In the late 1950s Craig Saxton, a photographer/journalist at the Taranaki Daily News, was sent to Antarctica during the International Geophysical Year to report on various research projects on the frozen continent. He took black-and-white photos that included shots of biscuits tins outside Robert Falcon Scott's base hut.
And pictures of Mt Erebus.
Fast-forward 20 years. Journalism has made way for public relations and Mr Saxton is now Air New Zealand corporate relations director. On November 28, 1979, he was the airline's duty executive, so was on call. He arrived home from work that day a bit earlier than usual, around 5.30pm. As he contemplated having a bit of a hit at the driving range, the phone rang.
It was Movements Control – the people who monitor aircraft flights around the world.

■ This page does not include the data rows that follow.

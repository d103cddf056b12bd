//! Built-in `md5`: hashes the 4 little-endian bytes of the seed.

use md5::{Digest, Md5};
use rainbow_core::hash::{HashFunction, Scratch, Seed};

/// Digest length produced by `md5`.
pub const MD5_DIGEST_LEN: usize = 16;

/// [`HashFunction`] adapter wrapping RustCrypto's `md-5` crate.
#[derive(Debug, Default, Clone, Copy)]
pub struct Md5Hash;

impl HashFunction for Md5Hash {
    fn digest_len(&self) -> usize {
        MD5_DIGEST_LEN
    }

    fn hash<'a>(&self, seed: Seed, scratch: &'a mut Scratch) -> &'a [u8] {
        let mut hasher = Md5::new();
        hasher.update(seed.to_le_bytes());
        let digest = hasher.finalize();
        scratch[..MD5_DIGEST_LEN].copy_from_slice(&digest);
        &scratch[..MD5_DIGEST_LEN]
    }
}
//! Built-in `wikihash`: a Mersenne-Twister-based 32-bit digest.
//!
//! Emulates a seeded PRNG whose first output word is treated as the digest.
//! The state-fill loop deliberately stops `200` words short of a full
//! reseed (`MT_INIT_WORDS = MT_N - 200`) — an attack-specific optimisation
//! preserved exactly per SPEC_FULL.md §9, not "completed" to a textbook
//! full Mersenne Twister initialisation. Changing this constant would
//! silently desynchronize every table generated against the old one.

use rainbow_core::hash::{HashFunction, Scratch, Seed};

const MT_N: usize = 624;
const MT_M: usize = 397;
const MATRIX_A: u32 = 0x9908_b0df;
const UPPER_MASK: u32 = 0x8000_0000;
const LOWER_MASK: u32 = 0x7fff_ffff;

/// Preserved exactly: stops 200 words short of a full `MT_N`-word reseed.
const MT_INIT_WORDS: usize = MT_N - 200;

/// Digest length produced by `wikihash`: one tempered 32-bit output word.
pub const WIKIHASH_DIGEST_LEN: usize = 4;

fn mt_init(seed: u32) -> [u32; MT_N] {
    let mut mt = [0u32; MT_N];
    mt[0] = seed;
    for i in 1..MT_INIT_WORDS {
        mt[i] = 1_812_433_253u32
            .wrapping_mul(mt[i - 1] ^ (mt[i - 1] >> 30))
            .wrapping_add(i as u32);
    }
    mt
}

fn mt_twist_and_temper_first(mt: &mut [u32; MT_N]) -> u32 {
    for i in 0..MT_N {
        let y = (mt[i] & UPPER_MASK) | (mt[(i + 1) % MT_N] & LOWER_MASK);
        let mut next = mt[(i + MT_M) % MT_N] ^ (y >> 1);
        if y & 1 != 0 {
            next ^= MATRIX_A;
        }
        mt[i] = next;
    }

    let mut y = mt[0];
    y ^= y >> 11;
    y ^= (y << 7) & 0x9d2c_5680;
    y ^= (y << 15) & 0xefc6_0000;
    y ^= y >> 18;
    y
}

/// Compute the `wikihash` digest of `seed`.
#[must_use]
pub fn wikihash(seed: Seed) -> [u8; WIKIHASH_DIGEST_LEN] {
    let mut mt = mt_init(seed);
    let word = mt_twist_and_temper_first(&mut mt);
    word.to_le_bytes()
}

/// [`HashFunction`] adapter for `wikihash`.
#[derive(Debug, Default, Clone, Copy)]
pub struct WikiHash;

impl HashFunction for WikiHash {
    fn digest_len(&self) -> usize {
        WIKIHASH_DIGEST_LEN
    }

    fn hash<'a>(&self, seed: Seed, scratch: &'a mut Scratch) -> &'a [u8] {
        scratch[..WIKIHASH_DIGEST_LEN].copy_from_slice(&wikihash(seed));
        &scratch[..WIKIHASH_DIGEST_LEN]
    }
}

#[cfg(test)]
mod tests {
    use super::*;

    #[test]
    fn deterministic() {
        assert_eq!(wikihash(42), wikihash(42));
    }

    #[test]
    fn differs_across_seeds() {
        assert_ne!(wikihash(1), wikihash(2));
    }

    #[test]
    fn digest_len_is_four() {
        assert_eq!(WikiHash.digest_len(), 4);
    }

    #[test]
    fn hash_fn_matches_free_function() {
        let mut scratch = [0u8; rainbow_core::hash::MAX_DIGEST_LEN];
        let out = WikiHash.hash(7, &mut scratch);
        assert_eq!(out, wikihash(7));
    }
}
//! Append-only table file lifecycle (component F, write side).

use std::fs::{File, OpenOptions};
use std::io::Write;
use std::path::{Path, PathBuf};

use rainbow_core::{Chain, RainbowError, CHAIN_RECORD_SIZE};

/// A table file opened for sequential append.
///
/// Created empty by the Generator Pool orchestration and appended to
/// concurrently by worker threads under an external lock (see
/// `rainbow_engine::generator`, which owns the `Mutex<TableFile>`).
pub struct TableFile {
    file: File,
    path: PathBuf,
}

impl TableFile {
    /// Create a new, empty table file at `path`, truncating any existing
    /// file with the same name.
    pub fn create_empty(path: impl AsRef<Path>) -> Result<Self, RainbowError> {
        let path = path.as_ref().to_path_buf();
        let file = OpenOptions::new()
            .create(true)
            .write(true)
            .truncate(true)
            .open(&path)
            .map_err(|e| RainbowError::io("create", e))?;
        Ok(Self { file, path })
    }

    /// Append `chains` to the file as raw 8-byte records in host byte order.
    ///
    /// A short write is treated as a failure: partial records would corrupt
    /// the `file_size == chain_num * 8` invariant.
    pub fn append(&mut self, chains: &[Chain]) -> Result<(), RainbowError> {
        if chains.is_empty() {
            return Ok(());
        }
        // SAFETY: `Chain` is `#[repr(C)]` with two `u32` fields (8 bytes, no
        // padding, alignment 4); reinterpreting the slice as bytes is sound
        // and preserves host byte order, which is the documented on-disk
        // format.
        let bytes = unsafe {
            std::slice::from_raw_parts(
                chains.as_ptr().cast::<u8>(),
                chains.len() * CHAIN_RECORD_SIZE,
            )
        };
        self.file
            .write_all(bytes)
            .map_err(|e| RainbowError::io("write", e))
    }

    #[must_use]
    pub fn path(&self) -> &Path {
        &self.path
    }
}

#[cfg(test)]
mod tests {
    use super::*;

    #[test]
    fn append_produces_expected_file_size() {
        let dir = tempfile::tempdir().unwrap();
        let path = dir.path().join("test.1.1.0.rt");
        let mut table = TableFile::create_empty(&path).unwrap();
        let chains = vec![Chain::new(1, 2), Chain::new(3, 4)];
        table.append(&chains).unwrap();
        drop(table);

        let metadata = std::fs::metadata(&path).unwrap();
        assert_eq!(metadata.len(), 16);
    }

    #[test]
    fn create_empty_truncates_existing_file() {
        let dir = tempfile::tempdir().unwrap();
        let path = dir.path().join("test.1.1.0.rt");
        {
            let mut table = TableFile::create_empty(&path).unwrap();
            table.append(&[Chain::new(1, 2)]).unwrap();
        }
        {
            let _table = TableFile::create_empty(&path).unwrap();
        }
        assert_eq!(std::fs::metadata(&path).unwrap().len(), 0);
    }
}
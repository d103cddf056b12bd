//! Exhaustive Searcher: brute-force the seed space directly (component I).

use std::sync::atomic::{AtomicBool, AtomicU32, Ordering};
use std::sync::Arc;
use std::thread;

use rainbow_core::{HashFunction, Scratch, Seed};

/// A contiguous, inclusive-inclusive range of the 32-bit seed space.
#[derive(Debug, Clone, Copy, PartialEq, Eq)]
pub struct SeedRange {
    pub start: u32,
    pub end_inclusive: u32,
}

/// Partition `[0, u32::MAX]` into `workers` contiguous, gap-free,
/// non-overlapping ranges. Pure and independently testable for coverage.
#[must_use]
pub fn partition_ranges(workers: usize) -> Vec<SeedRange> {
    let workers = workers.max(1) as u64;
    let total = u64::from(u32::MAX) + 1;
    let base = total / workers;
    let mut ranges = Vec::with_capacity(workers as usize);
    let mut cursor = 0u64;

    for i in 0..workers {
        let count = if i == workers - 1 {
            total - cursor
        } else {
            base
        };
        let start = cursor as u32;
        let end_inclusive = (cursor + count - 1) as u32;
        ranges.push(SeedRange {
            start,
            end_inclusive,
        });
        cursor += count;
    }

    ranges
}

/// Scan `range` for a seed whose hash matches `target`, polling `found` and
/// reporting a match through `found`/`seed`. Returns early if another worker
/// has already set `found`.
fn scan_range(
    range: SeedRange,
    hash: &dyn HashFunction,
    target: &[u8],
    found: &AtomicBool,
    seed: &AtomicU32,
) {
    let mut scratch: Scratch = [0u8; 64];
    let digest_len = hash.digest_len();
    let mut i = range.start;
    loop {
        if found.load(Ordering::Relaxed) {
            return;
        }
        let digest = hash.hash(i, &mut scratch);
        if &digest[..digest_len] == target {
            seed.store(i, Ordering::Relaxed);
            found.store(true, Ordering::Relaxed);
            return;
        }
        if i == range.end_inclusive {
            return;
        }
        i += 1;
    }
}

/// Search the entire 32-bit seed space for a seed whose hash equals
/// `target`, using `T = max(1, available_parallelism)` worker threads. Each
/// worker scans its own contiguous range and all workers are joined before
/// returning.
#[must_use]
pub fn search(hash: Arc<dyn HashFunction>, target: Vec<u8>) -> Option<Seed> {
    let workers = thread::available_parallelism()
        .map(|n| n.get())
        .unwrap_or(1)
        .max(1);
    search_ranges(hash, target, partition_ranges(workers))
}

/// As [`search`], but over caller-supplied ranges. Exposed so tests can plant
/// a seed in a small bounded range instead of scanning the full space.
#[must_use]
pub fn search_ranges(
    hash: Arc<dyn HashFunction>,
    target: Vec<u8>,
    ranges: Vec<SeedRange>,
) -> Option<Seed> {
    let found = Arc::new(AtomicBool::new(false));
    let seed = Arc::new(AtomicU32::new(0));
    let target = Arc::new(target);

    let mut handles = Vec::with_capacity(ranges.len());
    for range in ranges {
        let hash = Arc::clone(&hash);
        let target = Arc::clone(&target);
        let found = Arc::clone(&found);
        let seed = Arc::clone(&seed);
        handles.push(thread::spawn(move || {
            scan_range(range, hash.as_ref(), &target, &found, &seed);
        }));
    }

    for handle in handles {
        let _ = handle.join();
    }

    if found.load(Ordering::Relaxed) {
        Some(seed.load(Ordering::Relaxed))
    } else {
        None
    }
}

#[cfg(test)]
mod tests {
    use super::*;
    use rainbow_hashes::WikiHash;

    #[test]
    fn partition_covers_full_space_without_gaps_or_overlaps() {
        for workers in 1..=9usize {
            let ranges = partition_ranges(workers);
            assert_eq!(ranges.len(), workers);
            assert_eq!(ranges[0].start, 0);
            assert_eq!(ranges.last().unwrap().end_inclusive, u32::MAX);
            for pair in ranges.windows(2) {
                assert_eq!(pair[0].end_inclusive + 1, pair[1].start);
            }
            let total: u64 = ranges
                .iter()
                .map(|r| u64::from(r.end_inclusive) - u64::from(r.start) + 1)
                .sum();
            assert_eq!(total, u64::from(u32::MAX) + 1);
        }
    }

    #[test]
    fn finds_a_planted_seed_in_a_bounded_range() {
        let hash: Arc<dyn HashFunction> = Arc::new(WikiHash);
        let planted = 4242u32;
        let mut scratch: Scratch = [0u8; 64];
        let target = hash.hash(planted, &mut scratch).to_vec();

        let ranges = vec![
            SeedRange {
                start: 0,
                end_inclusive: 2000,
            },
            SeedRange {
                start: 2001,
                end_inclusive: 5000,
            },
            SeedRange {
                start: 5001,
                end_inclusive: 10_000,
            },
        ];

        let result = search_ranges(hash, target, ranges);
        assert_eq!(result, Some(planted));
    }

    #[test]
    fn returns_none_when_target_absent_from_range() {
        let hash: Arc<dyn HashFunction> = Arc::new(WikiHash);
        let target = vec![0xde, 0xad, 0xbe, 0xef];
        // Vanishingly unlikely to actually occur in this tiny sub-range.
        let ranges = vec![SeedRange {
            start: 0,
            end_inclusive: 100,
        }];
        let result = search_ranges(hash, target, ranges);
        assert_eq!(result, None);
    }
}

As part of the process, pilots have regular check-ins. If Movements Control doesn't hear from an aircraft, it initiates a very low level awareness alert. The Air New Zealand sightseeing flight TE901 to Antarctica had missed a check-in.
"I would have had hundreds of these [type of calls] over the years, because sunspot activity often resulted in a communications break," Mr Saxton recalls.
But this call was different. It froze him. He describes it as being like an iceberg in his heart and lungs.
"It's the only time that happened."
Movements Control said it was perfectly normal, there was enormous sunspot activity at McMurdo Sound and there wasn't anything to worry about. It had been stopping communications from the United States base at McMurdo as well.
But Mr Saxton got straight in his car and went back to work. By the time he arrived, about 6, the second check-in had been missed. McMurdo communications had talked to the aircraft earlier, so Movements Control knew it had got to Antarctica.
Mr Saxton had a list of procedures he had to follow, processes he had to set in motion. First he had to alert police and search and rescue, and to track down the airline's chief executive officer, Maurice Davis, who was running the Air New Zealand golf tournament at Heretaunga that day.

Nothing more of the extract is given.